True to pre-election policies, Labour looks set to introduce a ring-fencing rule to stop property investors offsetting losses from investment property against other income.

But this is just tinkering: losses from one property can still be offset against others that make profits, or carried forward and written off eventually. What is required is a thorough overhaul of the taxation of all housing. Will the Tax Working Group will be bold enough?

Unsurprisingly the New Zealand Property Investors’ Federation claims there will be “no good outcome from ring-fencing losses”.

Ring-fencing losses is supposed to “level the playing field between property investors and home buyers” says Labour’s Stuart Nash. The property investors’ federation correctly counters that once imputed rental is included for homeowners, “Rental property buyers do not have an advantage over home buyers and the playing field does not need levelling.”

Fair enough. But the problem, they then go on to argue, is that ring-fencing will cause the rental supply to fall, increasing rental prices and overcrowding. Here is the example they give:

A New Zealand Property Investors’ Federation study into the cost of providing the average NZ home as a rental shows it currently costs $5,500 a year after all costs are paid, even with recent rental price increases and a cash deposit of over $50,000. If the plan to ring-fence losses is introduced, this cost will increase to $9,000. This is an extra $67 per week.

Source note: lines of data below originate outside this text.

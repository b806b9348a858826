use super::OutputSink;
use anyhow::{Context, Result};
use image::RgbaImage;
use std::fs::File;
use std::io::Write;
use std::path::Path;
use v4l::video::Output;
use v4l::{Device, Format, FourCC};

pub struct V4L2Output {
    file: File,
    width: u32,
    height: u32,
}

impl V4L2Output {
    pub fn new<P: AsRef<Path>>(device_path: P, width: u32, height: u32) -> Result<Self> {
        let path = device_path.as_ref();
        tracing::info!(
            "Opening v4l2loopback device at {} ({}x{})",
            path.display(),
            width,
            height
        );

        // Announce the frame format so consumers see YUYV at our resolution
        let device = Device::with_path(path)
            .with_context(|| format!("Failed to open v4l2 device at {}", path.display()))?;
        let format = Format::new(width, height, FourCC::new(b"YUYV"));
        let actual = Output::set_format(&device, &format)
            .context("Failed to set v4l2loopback output format")?;
        if (actual.width, actual.height) != (width, height) {
            tracing::warn!(
                "v4l2loopback accepted {}x{} instead of {}x{}",
                actual.width,
                actual.height,
                width,
                height
            );
        }

        // v4l2loopback accepts raw frame data written to the device file
        let file = File::options()
            .write(true)
            .open(path)
            .with_context(|| format!("Failed to open v4l2loopback device at {}", path.display()))?;

        tracing::info!("v4l2loopback device opened successfully");

        Ok(Self {
            file,
            width,
            height,
        })
    }
}

/// Convert RGBA to packed YUV 4:2:2 (YUYV), ignoring alpha
pub fn rgba_to_yuyv(image: &RgbaImage) -> Vec<u8> {
    let (width, height) = image.dimensions();
    let mut yuyv = Vec::with_capacity((width * height * 2) as usize);

    for y in 0..height {
        for x in (0..width).step_by(2) {
            let p1 = image.get_pixel(x, y);
            let p2 = if x + 1 < width {
                image.get_pixel(x + 1, y)
            } else {
                p1
            };

            let (y1, u1, v1) = rgb_to_yuv(p1[0], p1[1], p1[2]);
            let (y2, u2, v2) = rgb_to_yuv(p2[0], p2[1], p2[2]);

            // Chroma is shared by the pixel pair
            let u = ((u1 as u16 + u2 as u16) / 2) as u8;
            let v = ((v1 as u16 + v2 as u16) / 2) as u8;

            yuyv.extend_from_slice(&[y1, u, y2, v]);
        }
    }

    yuyv
}

fn rgb_to_yuv(r: u8, g: u8, b: u8) -> (u8, u8, u8) {
    let r = r as f32;
    let g = g as f32;
    let b = b as f32;

    let y = (0.299 * r + 0.587 * g + 0.114 * b).clamp(0.0, 255.0) as u8;
    let u = ((-0.147 * r - 0.289 * g + 0.436 * b) + 128.0).clamp(0.0, 255.0) as u8;
    let v = ((0.615 * r - 0.515 * g - 0.100 * b) + 128.0).clamp(0.0, 255.0) as u8;

    (y, u, v)
}

impl OutputSink for V4L2Output {
    fn write_frame(&mut self, frame: &RgbaImage) -> Result<()> {
        let _span = tracing::debug_span!("loopback_write").entered();

        let resized;
        let frame = if frame.dimensions() != (self.width, self.height) {
            resized = image::imageops::resize(
                frame,
                self.width,
                self.height,
                image::imageops::FilterType::Triangle,
            );
            &resized
        } else {
            frame
        };

        self.file
            .write_all(&rgba_to_yuyv(frame))
            .context("Failed to write frame to v4l2loopback device")?;

        Ok(())
    }

    fn resolution(&self) -> (u32, u32) {
        (self.width, self.height)
    }
}

#[cfg(test)]
mod tests {
    use super::*;
    use image::Rgba;

    #[test]
    fn yuyv_is_two_bytes_per_pixel() {
        let image = RgbaImage::new(6, 4);
        assert_eq!(rgba_to_yuyv(&image).len(), 6 * 4 * 2);
    }

    #[test]
    fn white_maps_to_full_luma_neutral_chroma() {
        let image = RgbaImage::from_pixel(2, 1, Rgba([255, 255, 255, 255]));
        let yuyv = rgba_to_yuyv(&image);
        assert!(yuyv[0] >= 254 && yuyv[2] >= 254);
        assert!((127..=129).contains(&yuyv[1]));
        assert!((127..=129).contains(&yuyv[3]));
    }
}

The burning question is why would someone with $50,000 buy a $550,000 house with a $500,000 mortgage, at say five percent, producing an interest cost of $25,000, that with rates and other costs make a $5,500 loss? It makes no sense without an expectation of capital gain.

But don’t hold your breath for a sensible capital gains tax. Even if one could be designed, it will be years coming in and then only capture capital gains from the date of its introduction. In the example of the ‘poor’ landlord above, the tax-free capital gain over the next few years may be very lucrative indeed.

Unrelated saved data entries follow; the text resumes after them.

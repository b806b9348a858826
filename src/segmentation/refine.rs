use super::types::Mask;
use crate::config::RefineConfig;
use image::Luma;

const NEIGHBORS: [(i64, i64); 8] = [
    (-1, -1),
    (0, -1),
    (1, -1),
    (-1, 0),
    (1, 0),
    (-1, 1),
    (0, 1),
    (1, 1),
];

/// Cleans up raw masks: hole filling, speckle removal and edge softening
///
/// Every operation allocates a new mask. Border pixels are never modified.
#[derive(Debug, Clone, Default)]
pub struct MaskRefiner {
    config: RefineConfig,
}

impl MaskRefiner {
    pub fn new(config: RefineConfig) -> Self {
        Self { config }
    }

    /// Full refinement: dilation, erosion, then the two-pass blur
    pub fn refine(&self, raw: &Mask) -> Mask {
        let _span = tracing::debug_span!("refine").entered();

        let dilated = self.dilate(raw);
        let eroded = self.erode(&dilated);
        self.soften(&eroded)
    }

    /// Two-pass blur only, radius R then max(1, R/2)
    ///
    /// Used for model masks, which are already free of speckle noise.
    pub fn soften(&self, mask: &Mask) -> Mask {
        let radius = self.config.blur_radius;
        if radius <= 0.0 {
            return mask.clone();
        }

        let first = gaussian_blur(mask, radius);
        let mut second = gaussian_blur(&first, (radius / 2.0).max(1.0));
        copy_border(mask, &mut second);
        second
    }

    /// Fill every interior pixel that touches a confident subject pixel
    pub fn dilate(&self, mask: &Mask) -> Mask {
        let mut out = mask.clone();
        let threshold = self.config.fill_threshold;

        for_each_interior(mask, |x, y| {
            let filled = NEIGHBORS
                .iter()
                .any(|&(dx, dy)| neighbor(mask, x, y, dx, dy) > threshold);
            if filled {
                out.put_pixel(x, y, Luma([255]));
            }
        });

        out
    }

    /// Erase interior pixels with too few nonzero neighbors
    pub fn erode(&self, mask: &Mask) -> Mask {
        let mut out = mask.clone();
        let min_neighbors = self.config.min_neighbors as usize;

        for_each_interior(mask, |x, y| {
            if mask.get_pixel(x, y)[0] == 0 {
                return;
            }
            let count = NEIGHBORS
                .iter()
                .filter(|&&(dx, dy)| neighbor(mask, x, y, dx, dy) > 0)
                .count();
            if count < min_neighbors {
                out.put_pixel(x, y, Luma([0]));
            }
        });

        out
    }
}

fn for_each_interior(mask: &Mask, mut f: impl FnMut(u32, u32)) {
    let (width, height) = mask.dimensions();
    if width < 3 || height < 3 {
        return;
    }
    for y in 1..height - 1 {
        for x in 1..width - 1 {
            f(x, y);
        }
    }
}

fn neighbor(mask: &Mask, x: u32, y: u32, dx: i64, dy: i64) -> u8 {
    let nx = (x as i64 + dx) as u32;
    let ny = (y as i64 + dy) as u32;
    mask.get_pixel(nx, ny)[0]
}

fn copy_border(src: &Mask, dst: &mut Mask) {
    let (width, height) = src.dimensions();
    for y in 0..height {
        for x in 0..width {
            if x == 0 || y == 0 || x == width - 1 || y == height - 1 {
                dst.put_pixel(x, y, *src.get_pixel(x, y));
            }
        }
    }
}

fn gaussian_kernel(sigma: f32) -> Vec<f32> {
    let radius = (sigma * 3.0).ceil().max(1.0) as usize;
    let denom = 2.0 * sigma * sigma;
    let mut kernel: Vec<f32> = (0..=radius * 2)
        .map(|i| {
            let d = i as f32 - radius as f32;
            (-(d * d) / denom).exp()
        })
        .collect();
    let sum: f32 = kernel.iter().sum();
    kernel.iter_mut().for_each(|w| *w /= sum);
    kernel
}

/// Separable Gaussian blur with clamp-to-edge sampling
pub fn gaussian_blur(mask: &Mask, sigma: f32) -> Mask {
    let (width, height) = mask.dimensions();
    if width == 0 || height == 0 || sigma <= 0.0 {
        return mask.clone();
    }

    let kernel = gaussian_kernel(sigma);
    let radius = (kernel.len() / 2) as i64;
    let (w, h) = (width as i64, height as i64);
    let src = mask.as_raw();

    let mut horizontal = vec![0f32; src.len()];
    for y in 0..h {
        let row = (y * w) as usize;
        for x in 0..w {
            let mut acc = 0.0;
            for (k, weight) in kernel.iter().enumerate() {
                let sx = (x + k as i64 - radius).clamp(0, w - 1) as usize;
                acc += src[row + sx] as f32 * weight;
            }
            horizontal[row + x as usize] = acc;
        }
    }

    let mut out = Mask::new(width, height);
    for y in 0..h {
        for x in 0..w {
            let mut acc = 0.0;
            for (k, weight) in kernel.iter().enumerate() {
                let sy = (y + k as i64 - radius).clamp(0, h - 1);
                acc += horizontal[(sy * w + x) as usize] * weight;
            }
            out.put_pixel(x as u32, y as u32, Luma([acc.round().clamp(0.0, 255.0) as u8]));
        }
    }

    out
}

#[cfg(test)]
mod tests {
    use super::*;

    fn refiner() -> MaskRefiner {
        MaskRefiner::default()
    }

    fn border_values(mask: &Mask) -> Vec<u8> {
        let (w, h) = mask.dimensions();
        mask.enumerate_pixels()
            .filter(|(x, y, _)| *x == 0 || *y == 0 || *x == w - 1 || *y == h - 1)
            .map(|(_, _, p)| p[0])
            .collect()
    }

    #[test]
    fn isolated_pixel_is_eroded() {
        let mut mask = Mask::new(9, 9);
        mask.put_pixel(4, 4, Luma([255]));
        let eroded = refiner().erode(&mask);
        assert!(eroded.as_raw().iter().all(|&v| v == 0));
    }

    #[test]
    fn weak_isolated_pixel_is_removed_by_full_refine() {
        // Below the fill threshold, so dilation does not grow it
        let mut mask = Mask::new(12, 12);
        mask.put_pixel(6, 6, Luma([60]));
        let refined = refiner().refine(&mask);
        assert!(refined.as_raw().iter().all(|&v| v == 0));
    }

    #[test]
    fn dilation_fills_small_holes() {
        let mut mask = Mask::from_pixel(7, 7, Luma([255]));
        mask.put_pixel(3, 3, Luma([0]));
        let dilated = refiner().dilate(&mask);
        assert_eq!(dilated.get_pixel(3, 3)[0], 255);
    }

    #[test]
    fn dilation_ignores_weak_neighbors() {
        let mut mask = Mask::new(5, 5);
        mask.put_pixel(2, 2, Luma([100]));
        let dilated = refiner().dilate(&mask);
        assert_eq!(dilated.get_pixel(1, 1)[0], 0);
        assert_eq!(dilated.get_pixel(2, 2)[0], 100);
    }

    #[test]
    fn erosion_keeps_solid_regions() {
        let mut mask = Mask::new(10, 10);
        for y in 2..8 {
            for x in 2..8 {
                mask.put_pixel(x, y, Luma([255]));
            }
        }
        let eroded = refiner().erode(&mask);
        assert_eq!(eroded.get_pixel(4, 4)[0], 255);
        // Corner of the square has exactly three nonzero neighbors
        assert_eq!(eroded.get_pixel(2, 2)[0], 0);
        assert_eq!(eroded.get_pixel(3, 2)[0], 255);
    }

    #[test]
    fn border_is_copied_through() {
        let mask = Mask::from_fn(16, 12, |x, y| Luma([((x * 31 + y * 17) % 256) as u8]));
        let refined = refiner().refine(&mask);
        assert_eq!(refined.dimensions(), mask.dimensions());
        assert_eq!(border_values(&refined), border_values(&mask));
    }

    #[test]
    fn uniform_masks_are_fixed_points() {
        for value in [0u8, 255] {
            let mask = Mask::from_pixel(32, 24, Luma([value]));
            let once = refiner().refine(&mask);
            let twice = refiner().refine(&once);
            assert_eq!(once, mask);
            assert_eq!(twice, once);
        }
    }

    #[test]
    fn blur_softens_a_hard_edge() {
        let mask = Mask::from_fn(80, 10, |x, _| Luma([if x < 40 { 0 } else { 255 }]));
        let soft = refiner().soften(&mask);
        let edge = soft.get_pixel(39, 5)[0];
        assert!(edge > 0 && edge < 255, "edge value {edge}");
        assert_eq!(soft.get_pixel(3, 5)[0], 0);
        assert_eq!(soft.get_pixel(76, 5)[0], 255);
    }

    #[test]
    fn tiny_masks_pass_through_morphology() {
        let mask = Mask::from_pixel(2, 2, Luma([200]));
        assert_eq!(refiner().dilate(&mask), mask);
        assert_eq!(refiner().erode(&mask), mask);
    }
}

Please landlords and home owners – no crocodile tears. If you can’t make at least as much taxable income as you could if you put the money in the bank, then the taxpayer should not be subsidising you.

The Tax Working Group should look carefully at the 2001Tax Review and explore a tax on net equity approach. Based on the principle that all income-earning assets should be treated equally, the $50,000 net equity could be treated the same as if the investor had placed that money on deposit at the bank. At five percent this creates a taxable annual income of $2,500, a rather modest sum. But with a non-deductible $25,000 interest bill to pay and with other costs, the investment is clearly not worth it at current rents.

And it won’t get better, because net equity increases each year as the value of the property goes up. Suppose in five years the value has doubled to $1,100,000 so that net equity becomes $1,050,000. Taxable income should be $52,500 regardless of rental income and regardless of other costs.

Unwisely Labour has taken the owner-occupied home off the Tax Working Group’s table. The danger of that decision is that elaborate owner-occupied housing becomes even more attractive. It would be better to allow a generous exemption for a home, say up to say $1 million net equity per person. That way the $20 million owner-occupied mansions will be included, but modest homes fall outside the net.

Under the net equity approach, landlords won’t be subsidised to speculate, and some may withdraw from this market. There would be no more fancy tax accountants needed to manufacture losses. No more fiddling the repairs and maintenance costs, crossing the fuzzy line between capital enhancement and write-offs for depreciation and replacements. Moreover, as past capital gains are captured in the net equity approach, the wealth gap may narrow at last rather than continue to grow exponentially.

A net equity approach could leave more houses for genuine first home buyers. But if we want to contain the biggest housing bubble in the western world, a price correction is also required. The best we can hope for is gradual adjustment, not a precipitous fall such as experienced in Ireland after their strong bubble 10 years ago. This means a carefully-managed transition to the net equity approach will be required.

Please landlords and home owners – no crocodile tears. If you can’t make at least as much taxable income as you could if you put the money in the bank, then the taxpayer should not be subsidising you.